- [WHAT IS EXPECTED]: Below are some records; copy each line in them that contains "main".

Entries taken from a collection
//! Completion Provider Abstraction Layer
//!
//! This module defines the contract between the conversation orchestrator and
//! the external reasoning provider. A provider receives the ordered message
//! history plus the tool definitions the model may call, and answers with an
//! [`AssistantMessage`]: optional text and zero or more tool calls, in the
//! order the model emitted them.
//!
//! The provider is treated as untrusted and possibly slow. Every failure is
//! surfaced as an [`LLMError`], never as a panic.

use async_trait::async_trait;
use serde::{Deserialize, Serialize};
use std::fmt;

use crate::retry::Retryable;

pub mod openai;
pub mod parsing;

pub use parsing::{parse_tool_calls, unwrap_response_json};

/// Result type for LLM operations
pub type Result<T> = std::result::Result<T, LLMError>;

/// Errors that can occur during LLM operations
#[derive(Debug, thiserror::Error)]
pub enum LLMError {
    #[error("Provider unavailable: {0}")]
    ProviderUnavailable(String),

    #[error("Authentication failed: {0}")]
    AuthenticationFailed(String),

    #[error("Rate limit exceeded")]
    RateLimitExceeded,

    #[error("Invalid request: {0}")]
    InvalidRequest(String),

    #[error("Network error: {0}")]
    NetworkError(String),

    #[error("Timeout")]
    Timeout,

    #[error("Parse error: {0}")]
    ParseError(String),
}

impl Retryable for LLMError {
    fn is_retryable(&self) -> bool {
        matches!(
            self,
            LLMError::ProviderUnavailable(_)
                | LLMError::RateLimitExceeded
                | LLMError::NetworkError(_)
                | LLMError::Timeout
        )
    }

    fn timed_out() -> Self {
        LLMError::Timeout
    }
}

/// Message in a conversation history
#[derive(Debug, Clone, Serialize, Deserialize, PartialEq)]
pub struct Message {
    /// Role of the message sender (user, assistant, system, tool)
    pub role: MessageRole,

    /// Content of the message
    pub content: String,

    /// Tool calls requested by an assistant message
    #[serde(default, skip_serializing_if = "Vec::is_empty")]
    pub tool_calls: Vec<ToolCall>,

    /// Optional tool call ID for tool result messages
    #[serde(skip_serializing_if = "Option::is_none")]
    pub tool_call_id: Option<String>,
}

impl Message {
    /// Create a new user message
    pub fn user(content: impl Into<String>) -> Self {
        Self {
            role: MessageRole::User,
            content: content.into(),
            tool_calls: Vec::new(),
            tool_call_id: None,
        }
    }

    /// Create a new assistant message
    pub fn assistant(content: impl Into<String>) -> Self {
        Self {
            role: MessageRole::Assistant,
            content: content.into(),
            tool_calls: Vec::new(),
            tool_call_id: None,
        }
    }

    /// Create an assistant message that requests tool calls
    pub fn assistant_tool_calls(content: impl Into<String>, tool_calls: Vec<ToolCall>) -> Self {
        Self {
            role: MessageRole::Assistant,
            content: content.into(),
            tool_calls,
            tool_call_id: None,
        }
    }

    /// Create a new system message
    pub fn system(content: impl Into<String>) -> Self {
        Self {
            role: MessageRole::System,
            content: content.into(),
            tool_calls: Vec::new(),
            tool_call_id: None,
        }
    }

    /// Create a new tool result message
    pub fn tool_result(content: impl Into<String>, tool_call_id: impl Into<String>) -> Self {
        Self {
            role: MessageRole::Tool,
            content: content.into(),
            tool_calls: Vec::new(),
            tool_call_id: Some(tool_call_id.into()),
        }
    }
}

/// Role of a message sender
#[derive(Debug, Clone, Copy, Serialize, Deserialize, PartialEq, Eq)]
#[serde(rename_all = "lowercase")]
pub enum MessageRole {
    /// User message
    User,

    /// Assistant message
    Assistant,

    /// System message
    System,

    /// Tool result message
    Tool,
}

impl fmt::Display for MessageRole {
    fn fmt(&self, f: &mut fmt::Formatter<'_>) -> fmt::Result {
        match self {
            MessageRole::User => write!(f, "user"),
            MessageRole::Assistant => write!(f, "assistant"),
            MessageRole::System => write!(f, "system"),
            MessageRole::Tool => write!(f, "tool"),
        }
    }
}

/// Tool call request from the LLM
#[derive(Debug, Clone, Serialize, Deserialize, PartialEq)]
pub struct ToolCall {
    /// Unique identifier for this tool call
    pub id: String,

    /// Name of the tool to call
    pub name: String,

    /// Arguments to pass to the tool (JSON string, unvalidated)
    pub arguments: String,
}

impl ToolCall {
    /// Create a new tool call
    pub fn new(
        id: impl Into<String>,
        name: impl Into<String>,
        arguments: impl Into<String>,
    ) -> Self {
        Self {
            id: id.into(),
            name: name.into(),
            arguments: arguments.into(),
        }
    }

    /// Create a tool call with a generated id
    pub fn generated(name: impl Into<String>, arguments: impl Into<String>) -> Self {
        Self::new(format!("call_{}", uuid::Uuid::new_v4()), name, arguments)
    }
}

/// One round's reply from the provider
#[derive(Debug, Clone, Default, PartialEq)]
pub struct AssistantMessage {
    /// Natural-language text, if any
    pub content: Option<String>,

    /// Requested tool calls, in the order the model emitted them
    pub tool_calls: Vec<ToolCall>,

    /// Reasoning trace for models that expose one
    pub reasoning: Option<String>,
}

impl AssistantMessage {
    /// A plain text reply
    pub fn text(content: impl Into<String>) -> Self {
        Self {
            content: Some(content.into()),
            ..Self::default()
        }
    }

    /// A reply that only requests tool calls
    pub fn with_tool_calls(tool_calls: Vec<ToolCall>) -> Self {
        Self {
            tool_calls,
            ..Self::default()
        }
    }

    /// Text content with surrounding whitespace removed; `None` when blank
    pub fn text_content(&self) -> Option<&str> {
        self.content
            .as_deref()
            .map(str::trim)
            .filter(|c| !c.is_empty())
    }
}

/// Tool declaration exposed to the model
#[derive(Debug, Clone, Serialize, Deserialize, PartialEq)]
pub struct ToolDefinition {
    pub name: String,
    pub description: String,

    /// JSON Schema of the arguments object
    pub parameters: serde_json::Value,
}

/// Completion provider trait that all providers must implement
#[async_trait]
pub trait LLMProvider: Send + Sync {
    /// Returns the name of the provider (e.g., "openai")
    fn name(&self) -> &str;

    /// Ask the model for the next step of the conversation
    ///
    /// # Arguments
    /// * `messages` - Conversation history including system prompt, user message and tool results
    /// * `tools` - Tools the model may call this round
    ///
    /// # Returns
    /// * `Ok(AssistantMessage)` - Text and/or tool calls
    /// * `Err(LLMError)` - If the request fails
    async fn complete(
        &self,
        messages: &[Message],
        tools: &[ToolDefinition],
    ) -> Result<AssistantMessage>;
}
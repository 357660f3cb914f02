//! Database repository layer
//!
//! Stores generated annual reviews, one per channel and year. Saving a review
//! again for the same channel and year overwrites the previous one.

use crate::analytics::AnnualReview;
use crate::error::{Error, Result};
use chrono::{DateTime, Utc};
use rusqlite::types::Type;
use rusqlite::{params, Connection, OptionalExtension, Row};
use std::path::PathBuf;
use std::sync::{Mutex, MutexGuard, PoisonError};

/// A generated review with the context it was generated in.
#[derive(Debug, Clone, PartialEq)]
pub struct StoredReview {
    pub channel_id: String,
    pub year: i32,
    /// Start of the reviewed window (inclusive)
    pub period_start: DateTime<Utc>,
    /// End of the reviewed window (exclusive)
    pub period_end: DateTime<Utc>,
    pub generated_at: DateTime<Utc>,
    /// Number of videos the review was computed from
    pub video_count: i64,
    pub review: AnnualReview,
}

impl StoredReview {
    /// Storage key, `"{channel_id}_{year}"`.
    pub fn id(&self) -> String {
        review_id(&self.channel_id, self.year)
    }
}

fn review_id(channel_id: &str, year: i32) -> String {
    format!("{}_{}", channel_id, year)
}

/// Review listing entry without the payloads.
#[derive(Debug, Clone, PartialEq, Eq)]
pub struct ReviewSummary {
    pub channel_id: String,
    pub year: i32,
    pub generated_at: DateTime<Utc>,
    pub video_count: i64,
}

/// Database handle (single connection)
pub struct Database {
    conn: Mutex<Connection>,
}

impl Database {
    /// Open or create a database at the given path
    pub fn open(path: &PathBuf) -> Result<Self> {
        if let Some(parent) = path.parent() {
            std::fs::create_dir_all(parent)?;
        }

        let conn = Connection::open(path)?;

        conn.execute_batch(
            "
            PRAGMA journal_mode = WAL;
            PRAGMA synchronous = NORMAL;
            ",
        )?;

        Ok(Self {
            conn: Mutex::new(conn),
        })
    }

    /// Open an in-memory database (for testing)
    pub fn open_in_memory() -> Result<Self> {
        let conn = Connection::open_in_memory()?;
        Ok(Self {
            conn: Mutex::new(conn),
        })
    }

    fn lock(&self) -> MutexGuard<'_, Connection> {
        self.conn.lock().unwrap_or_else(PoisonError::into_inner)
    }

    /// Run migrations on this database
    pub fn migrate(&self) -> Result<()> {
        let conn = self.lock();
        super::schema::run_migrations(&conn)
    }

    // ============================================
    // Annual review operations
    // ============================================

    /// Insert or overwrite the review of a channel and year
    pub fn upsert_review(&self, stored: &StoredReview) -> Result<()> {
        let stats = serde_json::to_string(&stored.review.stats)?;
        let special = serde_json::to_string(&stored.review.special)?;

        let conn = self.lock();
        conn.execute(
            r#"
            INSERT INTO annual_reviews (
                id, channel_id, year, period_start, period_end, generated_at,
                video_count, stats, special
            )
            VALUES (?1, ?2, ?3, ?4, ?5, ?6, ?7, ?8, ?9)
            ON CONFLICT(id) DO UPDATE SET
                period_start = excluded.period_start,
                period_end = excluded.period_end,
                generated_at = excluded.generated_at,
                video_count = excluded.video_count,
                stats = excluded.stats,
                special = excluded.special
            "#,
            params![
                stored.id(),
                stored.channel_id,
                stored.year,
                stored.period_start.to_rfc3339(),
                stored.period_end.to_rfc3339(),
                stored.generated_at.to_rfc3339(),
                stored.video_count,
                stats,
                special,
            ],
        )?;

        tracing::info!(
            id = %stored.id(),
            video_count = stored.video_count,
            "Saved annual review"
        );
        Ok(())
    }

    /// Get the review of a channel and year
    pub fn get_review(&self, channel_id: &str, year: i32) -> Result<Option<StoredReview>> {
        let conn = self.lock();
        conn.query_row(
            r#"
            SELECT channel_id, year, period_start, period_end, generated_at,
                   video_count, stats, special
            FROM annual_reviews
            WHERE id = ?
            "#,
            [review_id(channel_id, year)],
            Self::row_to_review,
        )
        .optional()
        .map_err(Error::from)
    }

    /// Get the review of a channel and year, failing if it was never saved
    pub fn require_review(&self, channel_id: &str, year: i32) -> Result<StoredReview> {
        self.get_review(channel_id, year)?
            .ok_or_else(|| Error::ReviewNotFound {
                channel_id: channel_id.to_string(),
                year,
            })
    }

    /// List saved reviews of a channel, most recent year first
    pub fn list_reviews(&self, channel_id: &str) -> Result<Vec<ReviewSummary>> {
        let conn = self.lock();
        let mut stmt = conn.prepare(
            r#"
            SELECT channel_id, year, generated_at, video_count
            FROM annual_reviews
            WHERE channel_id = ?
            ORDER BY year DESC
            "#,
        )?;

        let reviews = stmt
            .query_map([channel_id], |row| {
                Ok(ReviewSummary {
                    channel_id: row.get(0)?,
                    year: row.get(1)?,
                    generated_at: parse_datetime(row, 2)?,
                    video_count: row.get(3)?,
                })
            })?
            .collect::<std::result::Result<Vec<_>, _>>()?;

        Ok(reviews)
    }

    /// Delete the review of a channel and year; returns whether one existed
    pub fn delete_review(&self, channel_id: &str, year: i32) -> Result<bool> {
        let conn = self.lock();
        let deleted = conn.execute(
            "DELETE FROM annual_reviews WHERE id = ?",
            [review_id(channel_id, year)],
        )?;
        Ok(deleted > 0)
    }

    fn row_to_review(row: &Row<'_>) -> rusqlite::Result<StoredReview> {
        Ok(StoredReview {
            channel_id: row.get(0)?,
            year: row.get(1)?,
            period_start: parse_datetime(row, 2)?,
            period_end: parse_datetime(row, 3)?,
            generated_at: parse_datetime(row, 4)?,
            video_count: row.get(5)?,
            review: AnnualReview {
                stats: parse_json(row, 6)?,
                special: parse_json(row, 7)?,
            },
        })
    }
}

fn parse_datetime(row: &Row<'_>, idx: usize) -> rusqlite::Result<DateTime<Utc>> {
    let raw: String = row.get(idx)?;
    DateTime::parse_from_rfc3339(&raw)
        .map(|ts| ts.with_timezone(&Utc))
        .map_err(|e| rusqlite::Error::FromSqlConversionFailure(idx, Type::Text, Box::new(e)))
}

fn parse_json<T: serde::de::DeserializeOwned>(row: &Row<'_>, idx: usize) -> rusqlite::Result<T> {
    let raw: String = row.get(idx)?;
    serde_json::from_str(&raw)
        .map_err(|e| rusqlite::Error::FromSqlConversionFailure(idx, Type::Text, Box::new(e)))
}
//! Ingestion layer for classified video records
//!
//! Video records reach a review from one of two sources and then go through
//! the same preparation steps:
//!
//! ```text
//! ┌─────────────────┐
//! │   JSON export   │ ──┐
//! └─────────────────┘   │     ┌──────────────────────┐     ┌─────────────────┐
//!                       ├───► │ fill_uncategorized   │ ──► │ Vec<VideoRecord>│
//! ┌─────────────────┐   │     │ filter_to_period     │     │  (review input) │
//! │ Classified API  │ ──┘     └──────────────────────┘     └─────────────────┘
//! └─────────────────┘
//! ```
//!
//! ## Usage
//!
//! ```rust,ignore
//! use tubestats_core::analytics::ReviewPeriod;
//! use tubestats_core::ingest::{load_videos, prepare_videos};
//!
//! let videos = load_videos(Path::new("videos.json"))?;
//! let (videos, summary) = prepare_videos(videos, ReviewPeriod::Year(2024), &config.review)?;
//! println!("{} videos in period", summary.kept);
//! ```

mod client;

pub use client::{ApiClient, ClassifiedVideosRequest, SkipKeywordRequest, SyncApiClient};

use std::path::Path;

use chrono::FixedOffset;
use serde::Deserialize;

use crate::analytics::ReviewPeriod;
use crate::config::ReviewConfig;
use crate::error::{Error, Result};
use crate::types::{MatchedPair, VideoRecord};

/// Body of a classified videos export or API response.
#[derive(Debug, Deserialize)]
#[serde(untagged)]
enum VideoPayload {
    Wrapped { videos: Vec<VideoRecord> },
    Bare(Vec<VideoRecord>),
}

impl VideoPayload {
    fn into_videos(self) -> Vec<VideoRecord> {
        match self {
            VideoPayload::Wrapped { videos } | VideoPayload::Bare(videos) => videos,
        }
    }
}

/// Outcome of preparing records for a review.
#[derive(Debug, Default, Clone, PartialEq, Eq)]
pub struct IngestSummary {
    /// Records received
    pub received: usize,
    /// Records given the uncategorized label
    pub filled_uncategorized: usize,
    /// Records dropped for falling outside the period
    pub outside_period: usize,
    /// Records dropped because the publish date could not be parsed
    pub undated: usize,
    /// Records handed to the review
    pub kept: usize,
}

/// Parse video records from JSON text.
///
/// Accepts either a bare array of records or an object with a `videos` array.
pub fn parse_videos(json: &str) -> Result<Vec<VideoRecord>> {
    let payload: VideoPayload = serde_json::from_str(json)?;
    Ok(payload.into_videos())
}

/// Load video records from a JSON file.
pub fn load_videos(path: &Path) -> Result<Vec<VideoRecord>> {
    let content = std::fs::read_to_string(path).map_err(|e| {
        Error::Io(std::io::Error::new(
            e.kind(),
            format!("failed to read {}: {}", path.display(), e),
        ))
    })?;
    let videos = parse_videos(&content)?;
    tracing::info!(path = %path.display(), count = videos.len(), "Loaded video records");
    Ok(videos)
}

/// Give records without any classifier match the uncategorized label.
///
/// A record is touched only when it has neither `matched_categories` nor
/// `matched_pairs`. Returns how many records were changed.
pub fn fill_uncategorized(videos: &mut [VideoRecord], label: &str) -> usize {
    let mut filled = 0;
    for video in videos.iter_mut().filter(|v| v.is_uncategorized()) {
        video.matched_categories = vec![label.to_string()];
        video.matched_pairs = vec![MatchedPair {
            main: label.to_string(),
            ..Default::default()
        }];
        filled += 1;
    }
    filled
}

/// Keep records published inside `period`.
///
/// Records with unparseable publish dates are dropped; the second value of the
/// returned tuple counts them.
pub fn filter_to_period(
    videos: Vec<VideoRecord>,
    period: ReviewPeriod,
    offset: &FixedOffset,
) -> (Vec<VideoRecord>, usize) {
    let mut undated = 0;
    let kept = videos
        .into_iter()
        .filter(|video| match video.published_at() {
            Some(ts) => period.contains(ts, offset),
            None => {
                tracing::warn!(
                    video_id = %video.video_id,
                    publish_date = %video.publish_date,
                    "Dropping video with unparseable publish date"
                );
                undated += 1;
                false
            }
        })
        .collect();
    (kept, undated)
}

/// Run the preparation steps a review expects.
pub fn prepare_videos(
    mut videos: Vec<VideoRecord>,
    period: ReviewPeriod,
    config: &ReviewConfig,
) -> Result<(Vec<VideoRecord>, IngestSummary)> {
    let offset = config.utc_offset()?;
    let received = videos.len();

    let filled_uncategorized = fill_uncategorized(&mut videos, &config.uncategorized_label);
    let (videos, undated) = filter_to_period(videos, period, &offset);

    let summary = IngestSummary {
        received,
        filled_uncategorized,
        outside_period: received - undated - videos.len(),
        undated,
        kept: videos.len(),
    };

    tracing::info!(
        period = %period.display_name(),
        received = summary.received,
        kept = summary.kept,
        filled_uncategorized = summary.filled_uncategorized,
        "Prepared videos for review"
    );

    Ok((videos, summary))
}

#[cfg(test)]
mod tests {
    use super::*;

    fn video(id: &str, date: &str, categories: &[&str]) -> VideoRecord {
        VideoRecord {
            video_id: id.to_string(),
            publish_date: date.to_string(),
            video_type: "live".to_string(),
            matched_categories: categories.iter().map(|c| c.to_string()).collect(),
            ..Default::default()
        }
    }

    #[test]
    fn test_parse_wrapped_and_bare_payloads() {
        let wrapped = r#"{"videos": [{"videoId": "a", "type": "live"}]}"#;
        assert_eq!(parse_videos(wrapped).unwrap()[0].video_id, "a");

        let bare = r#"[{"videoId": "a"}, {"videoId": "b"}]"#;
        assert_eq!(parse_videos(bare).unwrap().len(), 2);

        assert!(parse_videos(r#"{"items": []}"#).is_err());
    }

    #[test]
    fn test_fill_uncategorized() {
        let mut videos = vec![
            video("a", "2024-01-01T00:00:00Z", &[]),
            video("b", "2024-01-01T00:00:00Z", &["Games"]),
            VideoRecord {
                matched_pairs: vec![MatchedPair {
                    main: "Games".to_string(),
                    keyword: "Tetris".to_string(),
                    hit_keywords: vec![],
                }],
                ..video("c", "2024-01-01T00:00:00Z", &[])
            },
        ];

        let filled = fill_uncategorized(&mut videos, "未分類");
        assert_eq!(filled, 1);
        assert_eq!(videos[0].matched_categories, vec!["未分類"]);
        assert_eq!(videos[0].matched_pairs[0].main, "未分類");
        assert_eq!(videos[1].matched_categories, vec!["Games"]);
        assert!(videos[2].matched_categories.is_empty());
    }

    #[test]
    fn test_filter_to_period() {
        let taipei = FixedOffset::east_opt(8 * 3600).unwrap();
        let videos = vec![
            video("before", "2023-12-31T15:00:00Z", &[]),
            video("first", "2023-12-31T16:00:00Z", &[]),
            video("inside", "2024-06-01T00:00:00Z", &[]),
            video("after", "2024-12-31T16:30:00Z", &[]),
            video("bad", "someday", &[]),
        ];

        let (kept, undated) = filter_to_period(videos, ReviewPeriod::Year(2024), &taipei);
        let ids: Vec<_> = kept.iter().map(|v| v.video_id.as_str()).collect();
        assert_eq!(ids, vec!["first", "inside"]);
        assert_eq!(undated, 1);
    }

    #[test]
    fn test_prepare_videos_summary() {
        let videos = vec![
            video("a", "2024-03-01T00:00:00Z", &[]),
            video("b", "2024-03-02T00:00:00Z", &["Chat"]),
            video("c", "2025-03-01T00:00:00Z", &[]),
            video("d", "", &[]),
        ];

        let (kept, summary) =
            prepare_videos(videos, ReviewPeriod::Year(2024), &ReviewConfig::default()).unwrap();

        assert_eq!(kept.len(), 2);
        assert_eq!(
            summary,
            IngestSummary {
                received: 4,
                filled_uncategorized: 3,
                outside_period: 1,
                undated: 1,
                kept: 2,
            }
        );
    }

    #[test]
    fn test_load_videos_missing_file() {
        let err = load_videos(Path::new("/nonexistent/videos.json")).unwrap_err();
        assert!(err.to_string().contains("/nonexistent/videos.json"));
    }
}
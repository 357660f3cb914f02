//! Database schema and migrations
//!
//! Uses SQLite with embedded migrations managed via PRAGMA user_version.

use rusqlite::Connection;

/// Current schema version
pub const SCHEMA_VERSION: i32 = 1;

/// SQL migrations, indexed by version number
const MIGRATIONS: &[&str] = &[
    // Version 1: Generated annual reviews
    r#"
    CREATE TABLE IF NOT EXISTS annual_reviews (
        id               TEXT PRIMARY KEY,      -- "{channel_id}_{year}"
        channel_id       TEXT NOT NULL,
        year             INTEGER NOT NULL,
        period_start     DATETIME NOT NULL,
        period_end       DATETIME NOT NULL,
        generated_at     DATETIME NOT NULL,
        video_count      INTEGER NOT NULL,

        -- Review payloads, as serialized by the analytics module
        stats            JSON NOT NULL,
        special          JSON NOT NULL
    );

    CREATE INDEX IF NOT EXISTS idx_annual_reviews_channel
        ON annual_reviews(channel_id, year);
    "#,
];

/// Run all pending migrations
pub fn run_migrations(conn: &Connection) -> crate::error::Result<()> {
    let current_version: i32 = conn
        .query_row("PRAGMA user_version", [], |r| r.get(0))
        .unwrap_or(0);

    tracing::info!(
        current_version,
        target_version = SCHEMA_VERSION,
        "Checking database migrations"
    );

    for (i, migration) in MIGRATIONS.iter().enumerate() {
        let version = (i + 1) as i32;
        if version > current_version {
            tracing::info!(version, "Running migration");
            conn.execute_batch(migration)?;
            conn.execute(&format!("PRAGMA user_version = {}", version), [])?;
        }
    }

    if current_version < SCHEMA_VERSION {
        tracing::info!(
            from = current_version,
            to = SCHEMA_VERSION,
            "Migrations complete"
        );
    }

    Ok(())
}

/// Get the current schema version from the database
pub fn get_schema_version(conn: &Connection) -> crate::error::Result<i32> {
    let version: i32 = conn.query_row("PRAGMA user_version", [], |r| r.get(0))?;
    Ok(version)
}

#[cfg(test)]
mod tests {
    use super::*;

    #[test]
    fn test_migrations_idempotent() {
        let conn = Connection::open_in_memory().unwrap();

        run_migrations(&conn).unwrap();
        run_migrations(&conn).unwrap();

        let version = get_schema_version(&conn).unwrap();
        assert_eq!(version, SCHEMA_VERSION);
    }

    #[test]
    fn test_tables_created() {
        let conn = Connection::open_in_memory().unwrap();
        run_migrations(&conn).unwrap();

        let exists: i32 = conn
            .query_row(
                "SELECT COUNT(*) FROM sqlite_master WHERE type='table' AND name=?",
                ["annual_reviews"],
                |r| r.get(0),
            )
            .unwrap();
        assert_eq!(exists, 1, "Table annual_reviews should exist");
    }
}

- [RESPONSE FOR THIS EXERCISE]:
            main: label.to_string(),
                    main: "Games".to_string(),
        assert_eq!(videos[0].matched_pairs[0].main, "未分類");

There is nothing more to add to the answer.